Addressing these and other issues, modern smart level switches support automated, in-situ testing, thus minimizing manual intervention and the risk of systemic failure (see Figure 3). When in-situ testing is not possible, guided proof tests built into smart instruments can reduce the potential for error by providing step-by-step instructions and comprehensive verification reports. And upon instrument replacement, smart tools can confirm a configuration match between the old and new devices. Once configuration is complete, device settings can be locked to prevent unauthorized changes, and reports can be generated to verify standards compliance.
In addition to automated verification, these instruments continuously monitor and transmit diagnostic information, which can be incorporated into notification systems to alert operators of developing issues. Because sensors often begin deteriorating prior to failure, automated diagnostics provide the foundation for predictive maintenance, allowing staff to focus efforts where most needed to maintain uptime.

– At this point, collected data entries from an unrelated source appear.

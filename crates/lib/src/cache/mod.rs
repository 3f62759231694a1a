//! Artifact caching.
//!
//! Build outputs are addressed by a content key and stored as single blobs.
//! [`dir::DirArtifactCache`] is the directory-backed backend;
//! [`multi::MultiArtifactCache`] composes an ordered sequence of backends
//! with fallback and backfill. The composition implements the same
//! [`ArtifactCache`] contract it consumes, so caches nest.

pub mod dir;
pub mod multi;

use std::fmt;
use std::io;
use std::path::{Path, PathBuf};

use sha2::{Digest, Sha256};
use thiserror::Error;

/// Errors from artifact cache I/O. Always propagated, never swallowed.
#[derive(Debug, Error)]
pub enum CacheError {
  #[error("artifact cache i/o error at {path}: {source}")]
  Io {
    path: PathBuf,
    #[source]
    source: io::Error,
  },
}

/// Content/identity key addressing one cached artifact.
#[derive(Debug, Clone, PartialEq, Eq, Hash, PartialOrd, Ord)]
pub struct CacheKey(String);

impl CacheKey {
  pub fn new(key: impl Into<String>) -> Self {
    Self(key.into())
  }

  /// Key derived from raw content.
  pub fn for_bytes(bytes: &[u8]) -> Self {
    let mut hasher = Sha256::new();
    hasher.update(bytes);
    Self(hex::encode(hasher.finalize()))
  }

  /// Key derived from a file's content.
  pub fn for_file(path: &Path) -> Result<Self, CacheError> {
    let bytes = std::fs::read(path).map_err(|source| CacheError::Io {
      path: path.to_path_buf(),
      source,
    })?;
    Ok(Self::for_bytes(&bytes))
  }

  pub fn as_str(&self) -> &str {
    &self.0
  }
}

impl fmt::Display for CacheKey {
  fn fmt(&self, f: &mut fmt::Formatter<'_>) -> fmt::Result {
    f.write_str(&self.0)
  }
}

/// A key/blob store holding one artifact per key.
pub trait ArtifactCache: Send + Sync {
  /// Look the key up; on a hit, write the artifact to `output` and return
  /// true. A miss returns false and leaves `output` untouched.
  fn fetch(&self, key: &CacheKey, output: &Path) -> Result<bool, CacheError>;

  /// Store the artifact at `artifact` under the key, unconditionally.
  fn store(&self, key: &CacheKey, artifact: &Path) -> Result<(), CacheError>;
}

#[cfg(test)]
mod tests {
  use super::*;

  #[test]
  fn key_is_stable_for_identical_content() {
    assert_eq!(CacheKey::for_bytes(b"artifact"), CacheKey::for_bytes(b"artifact"));
    assert_ne!(CacheKey::for_bytes(b"artifact"), CacheKey::for_bytes(b"other"));
  }

  #[test]
  fn file_key_matches_content_key() {
    let temp = tempfile::TempDir::new().unwrap();
    let path = temp.path().join("blob");
    std::fs::write(&path, b"artifact").unwrap();

    assert_eq!(CacheKey::for_file(&path).unwrap(), CacheKey::for_bytes(b"artifact"));
  }

  #[test]
  fn missing_file_key_is_io_error() {
    let err = CacheKey::for_file(Path::new("/does/not/exist")).unwrap_err();
    assert!(matches!(err, CacheError::Io { .. }));
  }
}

In one application, a chemical manufacturer sought to proof test their SISs more frequently to reduce the risk of spills. The application included four interconnected tanks of thionyl chloride, which is acutely toxic. Previously, conventional proof testing of the level switches in these tanks occurred yearly, and it was an arduous task because instrument removal was required. This procedure mandated entirely emptying and cleaning the tanks, and technicians needed to wear full body protection when removing and subsequently reinstalling the instruments. The inherent risks included significant downtime, instrumentation installation errors, and human safety concerns.

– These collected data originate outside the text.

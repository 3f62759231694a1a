//! Implementation of the `quarry graph` command.
//!
//! Resolves the requested targets and prints the dependency graph in
//! topological order, one `target: dep dep ...` line per rule.

use std::path::Path;

use anyhow::Result;

use quarry_lib::target::Target;

use super::{new_parser, to_anyhow};

pub fn cmd_graph(root: &Path, includes: &[String], target_specs: &[String]) -> Result<()> {
  let parser = new_parser(root);

  let targets = target_specs
    .iter()
    .map(|spec| Target::parse(spec, root))
    .collect::<Result<Vec<_>, _>>()?;

  let graph = to_anyhow(parser.resolve_targets(&targets, includes))?;

  for rule in graph.topological_order() {
    let deps = graph.dependencies(rule.target());
    if deps.is_empty() {
      println!("{}", rule.target());
    } else {
      let dep_names: Vec<String> = deps.iter().map(|dep| dep.target().to_string()).collect();
      println!("{}: {}", rule.target(), dep_names.join(" "));
    }
  }

  Ok(())
}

To increase SIS functional confidence while minimizing maintenance efforts and downtime, the plant replaced its conventional sensors with smart vibronic “tuning fork” level switches, ensuring reliable point level detection as part of a SIL3 safety loop. Each of the four tanks is equipped with its own switch, providing homogenous redundancy and minimizing the likelihood of system failure, even if an individual switch fails. And because the chosen switch model was developed in accordance with IEC 61508 requirements for SIL3 functional safety, the facility did not need to perform additional risk reduction analysis after installation.
Each year, or more frequently, technicians initiate an automated, in-situ proof test for each switch without any process interruptions, and complete removal and full testing is now required just every three years. Between scheduled proof tests, the switch self-monitors and provides warning of any unusual changes in vibration frequency, which signifies a problem.
Careful design leads to safe implementation
Preventing tank overfills begins with informed hardware specification and system design, and it culminates with the implementation of safety systems with the right level instrumentation and reliable verification procedures.
Selecting certified smart instrumentation provides many safety and efficiency advantages, including ongoing diagnostic monitoring, commissioning wizards, automated verification, onboard reporting, and long intervals between comprehensive proof tests. Collectively, these capabilities increase facility uptime, reduce the risk of systemic error associated with instrument removal and reinstallation, and empower migration from reactive manual maintenance to focused predictive maintenance programs.
1 United Kingdom Health and Safety Executive. Out of control: Why control systems go wrong and how to prevent failure, 2003.